Paradise is a town on the Burnett River, in Queensland, Australia, within the present-day locality of Coringa in the North Burnett Region. Although it is still officially gazetted as a town, the town no longer has buildings or people.

== History ==
The town was established as a gold mining centre and was abandoned once the gold ran out. The main reef on the goldfield extended for two miles along Finneys Creek.

A post office opened on 3 April 1890 and closed about June 1905.

A town reserve was proclaimed on 20 July 1891.

Paradise Provisional School opened about 1892 and closed in 1904. It was at . In December 1905, tenders were called to relocate the school building to Mount Shamrock.
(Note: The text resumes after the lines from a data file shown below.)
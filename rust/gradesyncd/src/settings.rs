use crate::access::NameMatchRule;
use crate::db;
use rusqlite::Connection;
use serde_json::{json, Map, Value};
use std::time::Duration;
use tracing::warn;

pub const SETTINGS_KEY: &str = "setup.gradesync";

/// Workspace configuration. The API key is deliberately absent: it is read
/// from the environment and never stored in the workspace.
#[derive(Debug, Clone, PartialEq)]
pub struct Settings {
    pub model: String,
    pub api_base_url: String,
    pub public_base_url: String,
    pub name_match: NameMatchRule,
    pub restamp_on_relookup: bool,
    pub request_timeout_secs: u64,
    pub pass_threshold: f64,
}

impl Default for Settings {
    fn default() -> Self {
        Settings::from_value(&default_settings())
    }
}

impl Settings {
    pub fn request_timeout(&self) -> Duration {
        Duration::from_secs(self.request_timeout_secs)
    }

    /// Reads a merged settings object. Missing or ill-typed fields take the
    /// default.
    pub fn from_value(v: &Value) -> Self {
        let s = |k: &str, d: &str| {
            v.get(k)
                .and_then(Value::as_str)
                .unwrap_or(d)
                .to_string()
        };
        Settings {
            model: s("model", "gemini-2.5-flash"),
            api_base_url: s(
                "apiBaseUrl",
                "https://generativelanguage.googleapis.com/v1beta",
            ),
            public_base_url: s("publicBaseUrl", "http://localhost:3000/"),
            name_match: v
                .get("nameMatch")
                .and_then(Value::as_str)
                .and_then(NameMatchRule::parse)
                .unwrap_or_default(),
            restamp_on_relookup: v
                .get("restampOnRelookup")
                .and_then(Value::as_bool)
                .unwrap_or(false),
            request_timeout_secs: v
                .get("requestTimeoutSecs")
                .and_then(Value::as_u64)
                .unwrap_or(60),
            pass_threshold: v
                .get("passThreshold")
                .and_then(Value::as_f64)
                .unwrap_or(3.0),
        }
    }

    pub fn to_value(&self) -> Value {
        json!({
            "model": self.model,
            "apiBaseUrl": self.api_base_url,
            "publicBaseUrl": self.public_base_url,
            "nameMatch": self.name_match.as_str(),
            "restampOnRelookup": self.restamp_on_relookup,
            "requestTimeoutSecs": self.request_timeout_secs,
            "passThreshold": self.pass_threshold,
        })
    }
}

pub fn default_settings() -> Value {
    json!({
        "model": "gemini-2.5-flash",
        "apiBaseUrl": "https://generativelanguage.googleapis.com/v1beta",
        "publicBaseUrl": "http://localhost:3000/",
        "nameMatch": "exact",
        "restampOnRelookup": false,
        "requestTimeoutSecs": 60,
        "passThreshold": 3.0
    })
}

fn parse_bool(v: &Value, key: &str) -> Result<bool, String> {
    v.as_bool()
        .ok_or_else(|| format!("{} must be boolean", key))
}

fn parse_i64_range(v: &Value, key: &str, min: i64, max: i64) -> Result<i64, String> {
    let n = v
        .as_i64()
        .ok_or_else(|| format!("{} must be integer", key))?;
    if !(min..=max).contains(&n) {
        return Err(format!("{} must be in {}..={}", key, min, max));
    }
    Ok(n)
}

fn parse_f64_range(v: &Value, key: &str, min: f64, max: f64) -> Result<f64, String> {
    let n = v
        .as_f64()
        .ok_or_else(|| format!("{} must be a number", key))?;
    if !(min..=max).contains(&n) {
        return Err(format!("{} must be in {}..={}", key, min, max));
    }
    Ok(n)
}

fn parse_string_max(v: &Value, key: &str, max_len: usize) -> Result<String, String> {
    let s = v.as_str().ok_or_else(|| format!("{} must be string", key))?;
    let s = s.trim();
    if s.len() > max_len {
        return Err(format!("{} length must be <= {}", key, max_len));
    }
    Ok(s.to_string())
}

fn parse_url(v: &Value, key: &str) -> Result<String, String> {
    let s = parse_string_max(v, key, 200)?;
    if !(s.starts_with("http://") || s.starts_with("https://")) {
        return Err(format!("{} must be an http(s) URL", key));
    }
    Ok(s)
}

pub fn merge_settings_patch(current: &mut Value, patch: &Map<String, Value>) -> Result<(), String> {
    let obj = current
        .as_object_mut()
        .ok_or_else(|| "internal settings object must be a JSON object".to_string())?;
    for (k, v) in patch {
        match k.as_str() {
            "model" => {
                let s = parse_string_max(v, k, 80)?;
                if s.is_empty() {
                    return Err("model must not be empty".into());
                }
                obj.insert(k.clone(), Value::String(s));
            }
            "apiBaseUrl" | "publicBaseUrl" => {
                obj.insert(k.clone(), Value::String(parse_url(v, k)?));
            }
            "nameMatch" => {
                let s = parse_string_max(v, k, 24)?;
                let rule = NameMatchRule::parse(&s)
                    .ok_or_else(|| "nameMatch must be one of: exact, foldAccents".to_string())?;
                obj.insert(k.clone(), Value::String(rule.as_str().to_string()));
            }
            "restampOnRelookup" => {
                obj.insert(k.clone(), Value::Bool(parse_bool(v, k)?));
            }
            "requestTimeoutSecs" => {
                obj.insert(k.clone(), Value::from(parse_i64_range(v, k, 1, 600)?));
            }
            "passThreshold" => {
                obj.insert(k.clone(), json!(parse_f64_range(v, k, 0.0, 10.0)?));
            }
            _ => return Err(format!("unknown setting: {}", k)),
        }
    }
    Ok(())
}

pub fn load_settings(conn: &Connection) -> anyhow::Result<Settings> {
    let mut current = default_settings();
    match db::settings_get_json(conn, SETTINGS_KEY) {
        Ok(Some(saved)) => {
            if let Some(saved_obj) = saved.as_object() {
                // Apply field by field so one bad historical value does not
                // discard the rest.
                for (k, v) in saved_obj {
                    let mut one = Map::new();
                    one.insert(k.clone(), v.clone());
                    if let Err(msg) = merge_settings_patch(&mut current, &one) {
                        warn!(field = %k, error = %msg, "ignoring saved setting");
                    }
                }
            }
        }
        Ok(None) => {}
        Err(e) => {
            if e.downcast_ref::<serde_json::Error>().is_some() {
                warn!(error = %e, "saved settings are malformed; using defaults");
            } else {
                return Err(e);
            }
        }
    }
    Ok(Settings::from_value(&current))
}

pub fn save_settings(conn: &Connection, settings: &Settings) -> anyhow::Result<()> {
    db::settings_set_json(conn, SETTINGS_KEY, &settings.to_value())
}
The Paradise Public Hall was relocated to Mount Shamrock where it was officially reopened circa September 1905.

The town site is partially inundated by Lake Paradise, formed by the construction of Paradise Dam on the Burnett River. Prior to inundation, an archaeological excavation of the town site was conducted by the University of Queensland archaeological services unit, revealing much about life in Queensland gold rush towns.